O discurso de hoje feito para ser uma continuidade de seu discurso no Cairo foi centrado na questão da paz entre Israel e Palestina.
Obama propõe que a existência dos dois estados tenha como base as fronteiras de 1967 e uma Palestina desmilitarizada.
As primeiras reações são favoráveis nos sites americanos. Mas, como não poderia deixar de ser, muitas questões não foram ainda respondidas.
A primeira delas é se Israel, que considera um grande problema de segurança abrir mão das fronteiras conquistadas, aceitará as linhas de 67?
O infográfico do Estadão, mostra essas fronteiras.
http://www.estadao.com.br/especiais/as-d…
A outra pergunta: como tornar a Palestina desmilitarizada? Até que ponto o Hamas, por exemplo, defensor do fim de Israel, estaria disposto a ter o estado palestino apenas com uma polícia?
É uma proposta. Em torno dela vai gravitar, nos próximos dias, a esperança, tantas vezes frustrada, de uma paz duroudora com a existência dos dois estados.
Obama afirmou que através da força moral da não violência, os países árabes conseguiram mais, em seis meses , do que o terrorismo, em décadas.
O impulso que as forças populares trouxeram faz com que os Estados Unidos se voltem para a região, prometam investimento e apresentem uma proposta de paz mais ousada que as anteriores.

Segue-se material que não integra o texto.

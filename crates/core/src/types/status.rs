//! Status and role enums for various entities.

use serde::{Deserialize, Serialize};

/// Order lifecycle status.
///
/// New orders always start as [`OrderStatus::Pending`].
#[derive(
    Debug, Clone, Copy, PartialEq, Eq, Hash, PartialOrd, Ord, Serialize, Deserialize, Default,
)]
#[serde(rename_all = "snake_case")]
pub enum OrderStatus {
    #[default]
    Pending,
    Confirmed,
    Producing,
    Shipped,
    Completed,
    Cancelled,
}

impl OrderStatus {
    /// Wire name of the status.
    #[must_use]
    pub const fn as_str(&self) -> &'static str {
        match self {
            Self::Pending => "pending",
            Self::Confirmed => "confirmed",
            Self::Producing => "producing",
            Self::Shipped => "shipped",
            Self::Completed => "completed",
            Self::Cancelled => "cancelled",
        }
    }
}

impl std::fmt::Display for OrderStatus {
    fn fmt(&self, f: &mut std::fmt::Formatter<'_>) -> std::fmt::Result {
        f.write_str(self.as_str())
    }
}

impl std::str::FromStr for OrderStatus {
    type Err = String;

    fn from_str(s: &str) -> Result<Self, Self::Err> {
        match s {
            "pending" => Ok(Self::Pending),
            "confirmed" => Ok(Self::Confirmed),
            "producing" => Ok(Self::Producing),
            "shipped" => Ok(Self::Shipped),
            "completed" => Ok(Self::Completed),
            "cancelled" => Ok(Self::Cancelled),
            _ => Err(format!("invalid order status: {s}")),
        }
    }
}

/// Inquiry (sales lead) follow-up status.
///
/// New inquiries always start as [`InquiryStatus::New`].
#[derive(
    Debug, Clone, Copy, PartialEq, Eq, Hash, PartialOrd, Ord, Serialize, Deserialize, Default,
)]
#[serde(rename_all = "snake_case")]
pub enum InquiryStatus {
    #[default]
    New,
    Following,
    Quoted,
    Closed,
}

impl InquiryStatus {
    /// Wire name of the status.
    #[must_use]
    pub const fn as_str(&self) -> &'static str {
        match self {
            Self::New => "new",
            Self::Following => "following",
            Self::Quoted => "quoted",
            Self::Closed => "closed",
        }
    }
}

impl std::fmt::Display for InquiryStatus {
    fn fmt(&self, f: &mut std::fmt::Formatter<'_>) -> std::fmt::Result {
        f.write_str(self.as_str())
    }
}

impl std::str::FromStr for InquiryStatus {
    type Err = String;

    fn from_str(s: &str) -> Result<Self, Self::Err> {
        match s {
            "new" => Ok(Self::New),
            "following" => Ok(Self::Following),
            "quoted" => Ok(Self::Quoted),
            "closed" => Ok(Self::Closed),
            _ => Err(format!("invalid inquiry status: {s}")),
        }
    }
}

/// Role of a message in an LLM chat-completion transcript.
#[derive(Debug, Clone, Copy, PartialEq, Eq, Hash, Serialize, Deserialize)]
#[serde(rename_all = "snake_case")]
pub enum MessageRole {
    System,
    User,
    Assistant,
    Tool,
}

/// User role with different permission levels.
#[derive(Debug, Clone, Copy, PartialEq, Eq, Hash, Serialize, Deserialize, Default)]
#[serde(rename_all = "snake_case")]
pub enum UserRole {
    /// Full access including user management.
    Admin,
    /// Day-to-day sales staff.
    #[default]
    Staff,
}

impl std::fmt::Display for UserRole {
    fn fmt(&self, f: &mut std::fmt::Formatter<'_>) -> std::fmt::Result {
        match self {
            Self::Admin => write!(f, "admin"),
            Self::Staff => write!(f, "staff"),
        }
    }
}

impl std::str::FromStr for UserRole {
    type Err = String;

    fn from_str(s: &str) -> Result<Self, Self::Err> {
        match s {
            "admin" => Ok(Self::Admin),
            "staff" => Ok(Self::Staff),
            _ => Err(format!("invalid user role: {s}")),
        }
    }
}

#[cfg(test)]
mod tests {
    use super::*;

    #[test]
    fn test_order_status_roundtrip() {
        for status in [
            OrderStatus::Pending,
            OrderStatus::Confirmed,
            OrderStatus::Producing,
            OrderStatus::Shipped,
            OrderStatus::Completed,
            OrderStatus::Cancelled,
        ] {
            let parsed: OrderStatus = status.as_str().parse().expect("parse");
            assert_eq!(parsed, status);
        }
        assert!("unknown".parse::<OrderStatus>().is_err());
    }

    #[test]
    fn test_inquiry_status_serialization() {
        let json = serde_json::to_string(&InquiryStatus::Following).expect("serialize");
        assert_eq!(json, "\"following\"");
        assert_eq!(InquiryStatus::default(), InquiryStatus::New);
    }

    #[test]
    fn test_message_role_serialization() {
        let json = serde_json::to_string(&MessageRole::Tool).expect("serialize");
        assert_eq!(json, "\"tool\"");
        let role: MessageRole = serde_json::from_str("\"assistant\"").expect("deserialize");
        assert_eq!(role, MessageRole::Assistant);
    }

    #[test]
    fn test_user_role_parse_and_display() {
        assert_eq!("admin".parse::<UserRole>(), Ok(UserRole::Admin));
        assert_eq!(UserRole::Staff.to_string(), "staff");
        assert!("root".parse::<UserRole>().is_err());
    }
}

Há variáveis complicadas. Benjamim Netanyahu afirmou em Israel que aceita trocar “terras da patria” por uma paz estável. Ao mesmo tempo classificou as fronteiras de 67 como inaceitáveis. Ele viaja para encontrar Obama e a posição de Israel ficará mais clara, depois da reunião na Casa Branca.
No dia em que Obama fez sua proposta, Israel aprovou a construção de 1520 casas de colonos, no lado oriental de Jerusalém.
Obama fez uma proposta prevendo o estado palestino mas a ONU já iria mesmo reconhecê-lo em setembro. Haverá alguma convergência entre o movimento americano e o da ONU? Ou Obama quis apenas se antecipar?
O tema vai crescer daqui para setembro. Deve sair nas próximas horas a posição brasileira outra referência ainda a considerar.O Brasil defende a existência de dois estados, reconhece a Palestina com as fronteiras de 1967 mas não se manifestou ainda sobre a desmilitarização.